2. The microcosmic culture device according to claim 1, wherein the side walls of the incubator is a sterile plate.

3. Use of the microcosmic culture device of claim 1 in quantitative analysis of soil carbon diffusion or microbial utilization processes.

4. Use of the microcosmic culture device according to claim 3, comprising cultivating microorganisms using the microcosmic culture device and quantitatively analyzing soil carbon diffusion or microbial utilization processes through changes in CO2 concentrations in air and soil in the closed container.

5. Use of the microcosmic culture device according to claim 4, comprising setting up a treatment group and a control group, the dialysis tube in the treatment group is loaded with glucose or 14C-glucose, and the dialysis tube in the control group is not loaded with carbon source; soil samples with different distances from dialysis tubes are obtained and microbial biomass carbon content is detected; the process of soil carbon diffusion or microbial utilization is quantitatively analyzed by determination of microbial biomass carbon from multiple soil samples in the treatment group and the control group.

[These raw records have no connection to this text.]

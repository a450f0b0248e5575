//! CLI argument definitions for the suite compiler.

use std::path::PathBuf;

use clap::{Args, Parser, Subcommand, ValueEnum};
use clap_verbosity_flag::{Verbosity, WarnLevel};
use colorchoice_clap::Color;
use suite_model::{BuildVersion, Feature};

#[derive(Parser)]
#[command(
    name = "suite-compiler",
    version,
    about = "Compile mobile app definitions into suite XML",
    long_about = "Compile a mobile data-collection app definition into suite XML.\n\n\
                  Resolves session datums, navigation stacks, remote requests and\n\
                  endpoints, and reports advisory diagnostics for the app."
)]
pub struct Cli {
    #[command(subcommand)]
    pub command: Command,

    /// Adjust log verbosity (-v for info, -vv for debug, -q for errors only).
    #[command(flatten)]
    pub verbosity: Verbosity<WarnLevel>,

    /// Control ANSI color output (auto, always, never).
    #[command(flatten)]
    pub color: Color,

    /// Explicit log level (overrides -v/-q flags).
    #[arg(long = "log-level", value_enum, global = true)]
    pub log_level: Option<LogLevelArg>,

    /// Log output format (pretty for human, json for machine parsing).
    #[arg(
        long = "log-format",
        value_enum,
        default_value = "pretty",
        global = true
    )]
    pub log_format: LogFormatArg,

    /// Write logs to a file instead of stderr.
    #[arg(long = "log-file", value_name = "PATH", global = true)]
    pub log_file: Option<PathBuf>,
}

#[derive(Subcommand)]
pub enum Command {
    /// Compile an app definition and write suite.xml and diagnostics.json.
    Compile(CompileArgs),

    /// Report advisory diagnostics without compiling.
    Validate(ValidateArgs),

    /// Print one form's session plan and navigation frame.
    Plan(PlanArgs),
}

#[derive(Parser)]
pub struct CompileArgs {
    /// Path to the app definition (JSON).
    #[arg(value_name = "APP_JSON")]
    pub app: PathBuf,

    /// Output directory for generated files (default: <APP_JSON dir>/output).
    #[arg(long = "output-dir", value_name = "DIR")]
    pub output_dir: Option<PathBuf>,

    /// Compile and report without writing output files.
    #[arg(long = "dry-run")]
    pub dry_run: bool,

    #[command(flatten)]
    pub options: OptionArgs,
}

#[derive(Parser)]
pub struct ValidateArgs {
    /// Path to the app definition (JSON).
    #[arg(value_name = "APP_JSON")]
    pub app: PathBuf,

    #[command(flatten)]
    pub options: OptionArgs,
}

#[derive(Parser)]
pub struct PlanArgs {
    /// Path to the app definition (JSON).
    #[arg(value_name = "APP_JSON")]
    pub app: PathBuf,

    /// Unique id of the form to plan.
    #[arg(long = "form", value_name = "FORM_ID")]
    pub form: String,

    #[command(flatten)]
    pub options: OptionArgs,
}

/// Flags mapped onto `CompileOptions`.
#[derive(Args, Clone, Default)]
pub struct OptionArgs {
    /// Base options file (JSON); flags below override it.
    #[arg(long = "options", value_name = "PATH")]
    pub options_file: Option<PathBuf>,

    /// Client build to gate features against (e.g. 2.53).
    #[arg(long = "target-version", value_name = "VERSION")]
    pub target_version: Option<BuildVersion>,

    /// Plan forms sequentially instead of on the thread pool.
    #[arg(long = "no-parallel")]
    pub no_parallel: bool,

    /// Disable the session plan cache.
    #[arg(long = "no-cache")]
    pub no_cache: bool,

    /// Switch off a client feature (repeatable).
    #[arg(long = "disable-feature", value_name = "FEATURE")]
    pub disable_features: Vec<Feature>,

    /// Project space used in generated URLs.
    #[arg(long = "domain")]
    pub domain: Option<String>,

    /// App id used in generated URLs.
    #[arg(long = "app-id")]
    pub app_id: Option<String>,

    /// Server base URL used in generated URLs.
    #[arg(long = "base-url", value_name = "URL")]
    pub base_url: Option<String>,

    /// Fail on warning diagnostics as well as errors.
    #[arg(long = "strict")]
    pub strict: bool,
}

/// CLI log level choices.
#[derive(Clone, Copy, ValueEnum)]
pub enum LogLevelArg {
    Error,
    Warn,
    Info,
    Debug,
    Trace,
}

/// CLI log format choices.
#[derive(Clone, Copy, ValueEnum)]
pub enum LogFormatArg {
    Pretty,
    Compact,
    Json,
}
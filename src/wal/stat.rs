use std::fmt;
use std::fmt::Formatter;

use crate::num::format_pad9_u64;
use crate::LogSequenceNumber;
use crate::PageFormat;

/// Statistics of a write-ahead log: its segments, size, and durability
/// watermarks.
#[derive(Debug, Clone, PartialEq, Eq)]
pub struct Stat {
    /// Every live segment, in order; the last one is the active tail.
    pub segments: Vec<SegmentStat>,
    /// Total size of all segments in bytes
    pub log_size: u64,
    /// The last record known to be durable
    pub flushed_lsn: Option<LogSequenceNumber>,
    /// The LSN held by the master record
    pub last_checkpoint: Option<LogSequenceNumber>,
    /// Number of atomic operations started and not yet ended
    pub active_operations: u64,
    /// Number of appends that stored pages synchronously
    pub cache_overflow_count: u64,
}

impl fmt::Display for Stat {
    fn fmt(&self, f: &mut Formatter<'_>) -> fmt::Result {
        let lb = if f.alternate() { "\n" } else { "" };
        let idt = if f.alternate() { "  " } else { "" };
        write!(
            f,
            "Stat{{{lb} segments: [{lb}{idt}{}{lb} ],{lb} \
            log_size: {},{lb} \
            flushed_lsn: {},{lb} \
            last_checkpoint: {},{lb} \
            active_operations: {},{lb} \
            cache_overflow_count: {}{lb}\
            }}",
            self.segments
                .iter()
                .map(|c| format!("{}", c))
                .collect::<Vec<String>>()
                .join(&format!(",{lb}{idt}")),
            format_pad9_u64(self.log_size),
            display_lsn(self.flushed_lsn),
            display_lsn(self.last_checkpoint),
            self.active_operations,
            self.cache_overflow_count,
        )
    }
}

/// Statistics of a single segment
#[derive(Debug, Clone, PartialEq, Eq)]
pub struct SegmentStat {
    /// Order of the segment, part of its file name
    pub order: u64,
    /// Page format the segment is written in
    pub format: PageFormat,
    /// End of the last record, including records not yet stored
    pub filled_up_to: u64,
    pub begin: Option<LogSequenceNumber>,
    pub end: Option<LogSequenceNumber>,
    /// Whether this is the tail segment accepting records
    pub writable: bool,
}

impl fmt::Display for SegmentStat {
    fn fmt(&self, f: &mut Formatter<'_>) -> fmt::Result {
        write!(
            f,
            "SegmentStat({}){{{}, filled_up_to: {}, [{}, {}]{}}}",
            self.order,
            self.format,
            format_pad9_u64(self.filled_up_to),
            display_lsn(self.begin),
            display_lsn(self.end),
            if self.writable { ", writable" } else { "" },
        )
    }
}

fn display_lsn(lsn: Option<LogSequenceNumber>) -> String {
    match lsn {
        Some(lsn) => lsn.to_string(),
        None => "None".to_string(),
    }
}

6. Use of the microcosmic culture device according to claim 5, wherein an amount of microbial biomass carbon in the test is: the amount of microbial biomass carbon in the test is detected by substrate induced respiration or chloroform extraction.

7. Use of the microcosmic culture device according to claim 5, the soil samples obtained at different distances from the dialysis tubes are: the soil samples obtained at different distances from the dialysis tube are obtained at fixed distances of 0.25 to 1 cm.

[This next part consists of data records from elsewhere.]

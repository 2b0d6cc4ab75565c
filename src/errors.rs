//! Errors raised by the write-ahead log.
//!
//! Every public operation returns `io::Error`; the domain error is kept as the
//! inner value so that a caller can recover it with
//! `io::Error::get_ref().and_then(|e| e.downcast_ref::<PageBroken>())`.

mod storage_errors;

use std::io;
use std::time::Duration;

pub use storage_errors::InvalidConfig;
pub use storage_errors::InvalidSegmentFileName;

use crate::page::PageDamage;
use crate::LogSequenceNumber;

/// A page failed CRC/magic validation, or its chunk framing is inconsistent.
#[derive(Debug, Clone, PartialEq, Eq)]
#[derive(thiserror::Error)]
#[error("Page {page_index} of segment {segment} is broken: {damage}")]
pub struct PageBroken {
    pub segment: u64,
    pub page_index: u64,
    pub damage: PageDamage,
}

impl PageBroken {
    pub fn new(segment: u64, page_index: u64, damage: PageDamage) -> Self {
        Self {
            segment,
            page_index,
            damage,
        }
    }
}

impl From<PageBroken> for io::Error {
    fn from(value: PageBroken) -> Self {
        io::Error::new(io::ErrorKind::InvalidData, value)
    }
}

/// The record type tag is not one of the known record kinds.
#[derive(Debug, Clone, PartialEq, Eq)]
#[derive(thiserror::Error)]
#[error("Unknown WAL record type: {record_type}")]
pub struct UnknownRecordType {
    pub record_type: u32,
}

impl UnknownRecordType {
    pub fn new(record_type: u32) -> Self {
        Self { record_type }
    }
}

impl From<UnknownRecordType> for io::Error {
    fn from(value: UnknownRecordType) -> Self {
        io::Error::new(io::ErrorKind::InvalidData, value)
    }
}

/// The bytes stored at an LSN can not be interpreted as a record.
#[derive(Debug, Clone, PartialEq, Eq)]
#[derive(thiserror::Error)]
#[error("Failed to decode WAL record at {lsn}: {reason}")]
pub struct RecordDecodeError {
    pub lsn: LogSequenceNumber,
    pub reason: String,
}

impl RecordDecodeError {
    pub fn new(lsn: LogSequenceNumber, reason: impl ToString) -> Self {
        Self {
            lsn,
            reason: reason.to_string(),
        }
    }
}

impl From<RecordDecodeError> for io::Error {
    fn from(value: RecordDecodeError) -> Self {
        io::Error::new(io::ErrorKind::InvalidData, value)
    }
}

/// The log is closed, either explicitly or after an unrecoverable I/O
/// failure.
#[derive(Debug, Clone, PartialEq, Eq)]
#[derive(thiserror::Error)]
#[error("WAL is closed when {when}")]
pub struct WALClosed {
    pub when: String,
}

impl WALClosed {
    pub fn new(when: impl ToString) -> Self {
        Self {
            when: when.to_string(),
        }
    }
}

impl From<WALClosed> for io::Error {
    fn from(value: WALClosed) -> Self {
        io::Error::new(io::ErrorKind::Other, value)
    }
}

/// A background worker did not stop within the configured bound.
#[derive(Debug, Clone, PartialEq, Eq)]
#[derive(thiserror::Error)]
#[error("Background writer of segment {segment} did not stop in {timeout:?}")]
pub struct ShutdownTimeout {
    pub segment: u64,
    pub timeout: Duration,
}

impl ShutdownTimeout {
    pub fn new(segment: u64, timeout: Duration) -> Self {
        Self { segment, timeout }
    }
}

impl From<ShutdownTimeout> for io::Error {
    fn from(value: ShutdownTimeout) -> Self {
        io::Error::new(io::ErrorKind::TimedOut, value)
    }
}

/// An operation that requires no open atomic operation was attempted while
/// some are open.
#[derive(Debug, Clone, PartialEq, Eq)]
#[derive(thiserror::Error)]
#[error("{count} atomic operations are still open when {when}")]
pub struct ActiveOperationsPresent {
    pub count: usize,
    pub when: &'static str,
}

impl ActiveOperationsPresent {
    pub fn new(count: usize, when: &'static str) -> Self {
        Self { count, when }
    }
}

impl From<ActiveOperationsPresent> for io::Error {
    fn from(value: ActiveOperationsPresent) -> Self {
        io::Error::new(io::ErrorKind::InvalidInput, value)
    }
}

/// Returns the domain error carried by an `io::Error`, if it is of type `E`.
pub fn downcast_ref<E>(e: &io::Error) -> Option<&E>
where E: std::error::Error + 'static {
    e.get_ref().and_then(|inner| inner.downcast_ref::<E>())
}

#[cfg(test)]
mod tests {
    use std::io;

    use super::*;
    use crate::page::PageDamage;

    #[test]
    fn test_page_broken_into_io_error() {
        let e = PageBroken::new(3, 7, PageDamage::BadMagic(0x1234));
        let io_err: io::Error = e.clone().into();

        assert_eq!(io_err.kind(), io::ErrorKind::InvalidData);
        assert_eq!(downcast_ref::<PageBroken>(&io_err), Some(&e));
        assert_eq!(
            io_err.to_string(),
            "Page 7 of segment 3 is broken: unknown magic number 0x0000000000001234"
        );
    }

    #[test]
    fn test_shutdown_timeout_kind() {
        let io_err: io::Error =
            ShutdownTimeout::new(1, std::time::Duration::from_millis(5)).into();
        assert_eq!(io_err.kind(), io::ErrorKind::TimedOut);
        assert!(downcast_ref::<WALClosed>(&io_err).is_none());
    }
}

8. Use of the microcosmic culture device of claim 2 in quantitative analysis of soil carbon diffusion or microbial utilization processes.

9. Use of the microcosmic culture device according to claim 8, comprising cultivating microorganisms using the microcosmic culture device and quantitatively analyzing soil carbon diffusion or microbial utilization processes through changes in CO2 concentrations in air and soil in the closed container.

10. Use of the microcosmic culture device according to claim 6, the soil samples obtained at different distances from the dialysis tubes are: the soil samples obtained at different distances from the dialysis tube are obtained at fixed distances of 0.25 to 1 cm.